Canisters and Reverse Gas

Canisters are the ICP equivalent of smart contracts — WebAssembly programs with persistent state called stable memory:

  • Canisters are owned and maintained by their developers, not end users
  • Cycles (ICP’s gas equivalent) are charged to the canister, not the caller
  • Developers must “charge” their canisters with Cycles by burning ICP tokens
  • End users call canisters for free — from the user’s perspective, there are no gas fees

This reverse gas model enables web-browser-style user experience: a user accesses an ICP-hosted web app (served from a canister), interacts with it, and pays nothing — just like visiting a website. The dApp developer pays for compute.

Limitations: Developers who undercharge their canisters will run out of Cycles and go dark. Malicious users can drain canisters with free calls (DoS).


Network Nervous System (NNS)

The NNS is an on-chain governance DAO that controls the entire Internet Computer:

  • ICP holders lock tokens as voting neurons and vote on proposals
  • Proposals can add/remove subnet nodes, upgrade the protocol, set system parameters, mint/burn ICP
  • Neurons follow other neurons (liquid democracy / “neuron following”) — most holders follow well-known experts

Critical observation: The NNS having control over subnet node membership means the NNS can remove any node from any subnet. This gives the NNS (and effectively DFINITY, which held dominant voting power at launch) significant centralized control over the network.


Reality Check

ICP’s technical ambitions are extraordinary — truly hosting web applications on-chain is a novel and compelling idea. In practice:

  • Centralization concerns: DFINITY controlled the majority of NNS voting weight at launch, making the “decentralized governance” claim misleading. The team has worked to dilute this over time.
  • Token launch controversy: The $45B valuation on day 1 with >90% price crash within months was widely viewed as a poorly managed token distribution, damaging user trust.
  • Performance vs. claims: ICP subnets target ~250 TPS per subnet with ~2 second finality; this is real but not world-computer-scale.
  • WebAssembly ecosystem: While WASM is a standard, ICP’s canister-specific storage model (stable memory, orthogonal persistence) requires ICP-specific tooling, limiting developer portability.
  • Adoption: Despite years of development and massive investment, ICP has not achieved significant DeFi, NFT, or web application adoption relative to its resources.

Legacy

ICP’s Chain Key Cryptography is a genuine cryptographic contribution — threshold BLS for subnet-level single-key verification is an elegant design. The reverse gas model influenced thinking about blockchain UX for consumer applications. The system’s ambitious scope (world computer replacing cloud) makes it one of the more intellectually interesting blockchain designs even if execution has fallen short.


Related Terms


Research

  • Dieter, J., Groth, J., Moran, T., et al. (2022). The Internet Computer for Geeks. IACR ePrint 2022/087.
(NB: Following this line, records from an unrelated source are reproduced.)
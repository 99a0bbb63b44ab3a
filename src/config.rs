//! Configuration types for the conversion gateway.
//!
//! All orchestration behaviour is controlled through [`GatewayConfig`], built
//! via its [`GatewayConfigBuilder`]. Keeping every knob in one struct makes it
//! trivial to share the config across job tasks, log it at startup, and build
//! tiny deterministic configurations in tests (capacity 1, one-second
//! timeout, a shell-script engine).
//!
//! # Engine invocation templates
//!
//! The engine and the pre-conversion tool are described as a program plus an
//! argument template. Placeholders are substituted per job:
//!
//! | Placeholder    | Engine | Pre-conversion | Expands to |
//! |----------------|--------|----------------|------------|
//! | `{input}`      | ✓      | ✓              | input file inside the workspace |
//! | `{output}`     |        | ✓              | pre-conversion output file |
//! | `{output_dir}` | ✓      |                | `<workspace>/output` |
//! | `{stem}`       | ✓      |                | input file name without extension |
//! | `{workspace}`  | ✓      | ✓              | workspace root directory |

use crate::error::GatewayError;
use crate::translate::LineTranslator;
use serde::{Deserialize, Serialize};
use std::fmt;
use std::path::PathBuf;
use std::sync::Arc;
use std::time::Duration;

/// Default per-upload limit: 10 MiB.
pub const DEFAULT_MAX_UPLOAD_BYTES: u64 = 10 * 1024 * 1024;

/// Configuration for the job orchestrator.
///
/// Built via [`GatewayConfig::builder()`] or using
/// [`GatewayConfig::default()`].
///
/// # Example
/// ```rust
/// use edgequake_omr::GatewayConfig;
/// use std::time::Duration;
///
/// let config = GatewayConfig::builder()
///     .max_concurrent_jobs(4)
///     .job_timeout(Duration::from_secs(600))
///     .build()
///     .unwrap();
/// ```
#[derive(Clone)]
pub struct GatewayConfig {
    /// Maximum number of engine subprocesses running at once. Default: 2.
    ///
    /// Recognition engines are CPU- and memory-heavy (Audiveris routinely
    /// uses 1–2 GB per score). Two concurrent runs keep a 4-core, 8 GB host
    /// responsive; raise it on larger machines.
    pub max_concurrent_jobs: usize,

    /// Maximum accepted upload size in bytes. Default: 10 MiB.
    pub max_upload_bytes: u64,

    /// Wall-clock budget for one job, pre-conversion included. Default: 300 s.
    ///
    /// When exceeded the engine is killed and the job fails with `Timeout`.
    pub job_timeout: Duration,

    /// How long a job may wait for a concurrency slot. Default: 120 s.
    ///
    /// `None` waits forever. A job that times out here fails with
    /// `ServiceBusy` without ever touching the filesystem.
    pub permit_wait_timeout: Option<Duration>,

    /// Directory under which per-job workspaces are created.
    /// Default: `edgequake-omr` inside the system temp directory.
    pub workspace_root: PathBuf,

    /// Recognition engine invocation.
    pub engine: EngineConfig,

    /// Optional PDF → raster pre-conversion. Default: ImageMagick to TIFF.
    ///
    /// `None` hands PDFs to the engine unchanged.
    pub preprocess: Option<PreprocessConfig>,

    /// Number of trailing output lines kept for error reports. Default: 40.
    pub diagnostic_tail_lines: usize,

    /// Publish unrecognised engine output as low-priority detail events. Default: false.
    pub forward_engine_output: bool,

    /// Cancel a job when its streaming client disconnects. Default: false.
    ///
    /// By default the engine keeps running so a transient network drop does
    /// not throw away minutes of recognition work; a late subscriber can
    /// re-attach through `GET /jobs/{id}/events`.
    pub cancel_on_disconnect: bool,

    /// How long a finished job's event log stays available for replay. Default: 60 s.
    pub event_retention: Duration,

    /// Custom engine-output translator. If None, uses [`crate::translate::MarkerTranslator`].
    pub translator: Option<Arc<dyn LineTranslator>>,
}

impl Default for GatewayConfig {
    fn default() -> Self {
        Self {
            max_concurrent_jobs: 2,
            max_upload_bytes: DEFAULT_MAX_UPLOAD_BYTES,
            job_timeout: Duration::from_secs(300),
            permit_wait_timeout: Some(Duration::from_secs(120)),
            workspace_root: std::env::temp_dir().join("edgequake-omr"),
            engine: EngineConfig::default(),
            preprocess: Some(PreprocessConfig::default()),
            diagnostic_tail_lines: 40,
            forward_engine_output: false,
            cancel_on_disconnect: false,
            event_retention: Duration::from_secs(60),
            translator: None,
        }
    }
}

impl fmt::Debug for GatewayConfig {
    fn fmt(&self, f: &mut fmt::Formatter<'_>) -> fmt::Result {
        f.debug_struct("GatewayConfig")
            .field("max_concurrent_jobs", &self.max_concurrent_jobs)
            .field("max_upload_bytes", &self.max_upload_bytes)
            .field("job_timeout", &self.job_timeout)
            .field("permit_wait_timeout", &self.permit_wait_timeout)
            .field("workspace_root", &self.workspace_root)
            .field("engine", &self.engine)
            .field("preprocess", &self.preprocess)
            .field("diagnostic_tail_lines", &self.diagnostic_tail_lines)
            .field("forward_engine_output", &self.forward_engine_output)
            .field("cancel_on_disconnect", &self.cancel_on_disconnect)
            .field("event_retention", &self.event_retention)
            .field(
                "translator",
                &self.translator.as_ref().map(|_| "<dyn LineTranslator>"),
            )
            .finish()
    }
}

impl GatewayConfig {
    /// Create a new builder for `GatewayConfig`.
    pub fn builder() -> GatewayConfigBuilder {
        GatewayConfigBuilder {
            config: Self::default(),
        }
    }
}

/// How to launch the recognition engine.
#[derive(Debug, Clone, PartialEq, Eq, Serialize, Deserialize)]
pub struct EngineConfig {
    /// Executable name or path. Default: `audiveris`.
    pub program: String,

    /// Argument template (see module docs for placeholders).
    pub args: Vec<String>,

    /// Extension of the artifact the engine writes, without the dot. Default: `mxl`.
    pub artifact_extension: String,

    /// Media type reported for the artifact. Default: `application/vnd.recordare.musicxml+xml`.
    pub artifact_media_type: String,

    /// Address-space ceiling applied to the child at launch. Default: none.
    ///
    /// Enforced with `setrlimit(RLIMIT_AS)` on Unix. Note that JVM-based
    /// engines reserve far more virtual memory than they touch; size this
    /// generously or prefer a cgroup limit on the host.
    pub memory_limit_bytes: Option<u64>,

    /// Extra environment variables for the child.
    pub env: Vec<(String, String)>,
}

impl Default for EngineConfig {
    fn default() -> Self {
        Self {
            program: "audiveris".to_string(),
            args: vec![
                "-batch".to_string(),
                "-export".to_string(),
                "-output".to_string(),
                "{output_dir}".to_string(),
                "--".to_string(),
                "{input}".to_string(),
            ],
            artifact_extension: "mxl".to_string(),
            artifact_media_type: "application/vnd.recordare.musicxml+xml".to_string(),
            memory_limit_bytes: None,
            env: Vec::new(),
        }
    }
}

/// How to normalise a PDF into something the engine reads reliably.
#[derive(Debug, Clone, PartialEq, Eq, Serialize, Deserialize)]
pub struct PreprocessConfig {
    /// Executable name or path. Default: `convert` (ImageMagick).
    pub program: String,

    /// Argument template; must reference `{input}` and `{output}`.
    pub args: Vec<String>,

    /// Extension of the produced file, without the dot. Default: `tiff`.
    pub output_extension: String,

    /// Command telling whether the engine reads PDFs on its own.
    ///
    /// Run once, on the first PDF. A zero exit means the engine's PDF
    /// backend is installed and the document is handed over unconverted.
    /// `None` always pre-converts. Default: loading the JPod interpreter
    /// class from the Audiveris install.
    pub native_pdf_check: Option<Vec<String>>,
}

impl Default for PreprocessConfig {
    fn default() -> Self {
        Self {
            program: "convert".to_string(),
            args: vec![
                "-density".to_string(),
                "300".to_string(),
                "{input}".to_string(),
                "-colorspace".to_string(),
                "Gray".to_string(),
                "{output}".to_string(),
            ],
            output_extension: "tiff".to_string(),
            native_pdf_check: Some(vec![
                "java".to_string(),
                "-cp".to_string(),
                "/opt/audiveris/lib/*".to_string(),
                "de.intarsys.pdf.content.CSInterpreter".to_string(),
            ]),
        }
    }
}

/// Builder for [`GatewayConfig`].
#[derive(Debug)]
pub struct GatewayConfigBuilder {
    config: GatewayConfig,
}

impl GatewayConfigBuilder {
    pub fn max_concurrent_jobs(mut self, n: usize) -> Self {
        self.config.max_concurrent_jobs = n;
        self
    }

    pub fn max_upload_bytes(mut self, bytes: u64) -> Self {
        self.config.max_upload_bytes = bytes;
        self
    }

    pub fn job_timeout(mut self, timeout: Duration) -> Self {
        self.config.job_timeout = timeout;
        self
    }

    pub fn permit_wait_timeout(mut self, timeout: Option<Duration>) -> Self {
        self.config.permit_wait_timeout = timeout;
        self
    }

    pub fn workspace_root(mut self, root: impl Into<PathBuf>) -> Self {
        self.config.workspace_root = root.into();
        self
    }

    pub fn engine(mut self, engine: EngineConfig) -> Self {
        self.config.engine = engine;
        self
    }

    pub fn engine_program(mut self, program: impl Into<String>) -> Self {
        self.config.engine.program = program.into();
        self
    }

    pub fn engine_args<I, S>(mut self, args: I) -> Self
    where
        I: IntoIterator<Item = S>,
        S: Into<String>,
    {
        self.config.engine.args = args.into_iter().map(Into::into).collect();
        self
    }

    pub fn artifact_extension(mut self, ext: impl Into<String>) -> Self {
        self.config.engine.artifact_extension = ext.into().trim_start_matches('.').to_string();
        self
    }

    pub fn artifact_media_type(mut self, media_type: impl Into<String>) -> Self {
        self.config.engine.artifact_media_type = media_type.into();
        self
    }

    pub fn memory_limit_bytes(mut self, limit: Option<u64>) -> Self {
        self.config.engine.memory_limit_bytes = limit;
        self
    }

    pub fn preprocess(mut self, preprocess: Option<PreprocessConfig>) -> Self {
        self.config.preprocess = preprocess;
        self
    }

    pub fn diagnostic_tail_lines(mut self, n: usize) -> Self {
        self.config.diagnostic_tail_lines = n;
        self
    }

    pub fn forward_engine_output(mut self, v: bool) -> Self {
        self.config.forward_engine_output = v;
        self
    }

    pub fn cancel_on_disconnect(mut self, v: bool) -> Self {
        self.config.cancel_on_disconnect = v;
        self
    }

    pub fn event_retention(mut self, retention: Duration) -> Self {
        self.config.event_retention = retention;
        self
    }

    pub fn translator(mut self, translator: Arc<dyn LineTranslator>) -> Self {
        self.config.translator = Some(translator);
        self
    }

    /// Build the configuration, validating constraints.
    pub fn build(self) -> Result<GatewayConfig, GatewayError> {
        let c = &self.config;
        if c.max_concurrent_jobs == 0 {
            return Err(GatewayError::InvalidConfig(
                "max_concurrent_jobs must be ≥ 1".into(),
            ));
        }
        if c.max_upload_bytes == 0 {
            return Err(GatewayError::InvalidConfig(
                "max_upload_bytes must be ≥ 1".into(),
            ));
        }
        if c.job_timeout.is_zero() {
            return Err(GatewayError::InvalidConfig(
                "job_timeout must be greater than zero".into(),
            ));
        }
        if c.engine.program.trim().is_empty() {
            return Err(GatewayError::InvalidConfig(
                "engine program must not be empty".into(),
            ));
        }
        if !c.engine.args.iter().any(|a| a.contains("{input}")) {
            return Err(GatewayError::InvalidConfig(
                "engine args must reference {input}".into(),
            ));
        }
        if c.engine.artifact_extension.is_empty() {
            return Err(GatewayError::InvalidConfig(
                "artifact_extension must not be empty".into(),
            ));
        }
        if let Some(pre) = &c.preprocess {
            let has = |p: &str| pre.args.iter().any(|a| a.contains(p));
            if !has("{input}") || !has("{output}") {
                return Err(GatewayError::InvalidConfig(
                    "preprocess args must reference {input} and {output}".into(),
                ));
            }
            if pre.native_pdf_check.as_ref().is_some_and(|cmd| cmd.is_empty()) {
                return Err(GatewayError::InvalidConfig(
                    "native_pdf_check must name a program".into(),
                ));
            }
        }
        Ok(self.config)
    }
}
— Primary formal paper. Section 4 specifies Chain Key Cryptography; Section 6 covers the NNS governance model.

  • Hanke, T., Movahedi, M., & Williams, D. (2018). DFINITY Technology Overview Series, Consensus System. DFINITY Technical Report.

— Earlier DFINITY paper describing the Threshold Relay consensus system (predecessor to the 2022 protocol).

  • Boldyreva, A. (2003). Threshold Signatures, Multisignatures and Blind Signatures Based on the Gap-Diffie-Hellman-Group Signature Scheme. PKC 2003.

— Foundational threshold BLS signature scheme; the cryptographic basis for ICP’s Chain Key Cryptography.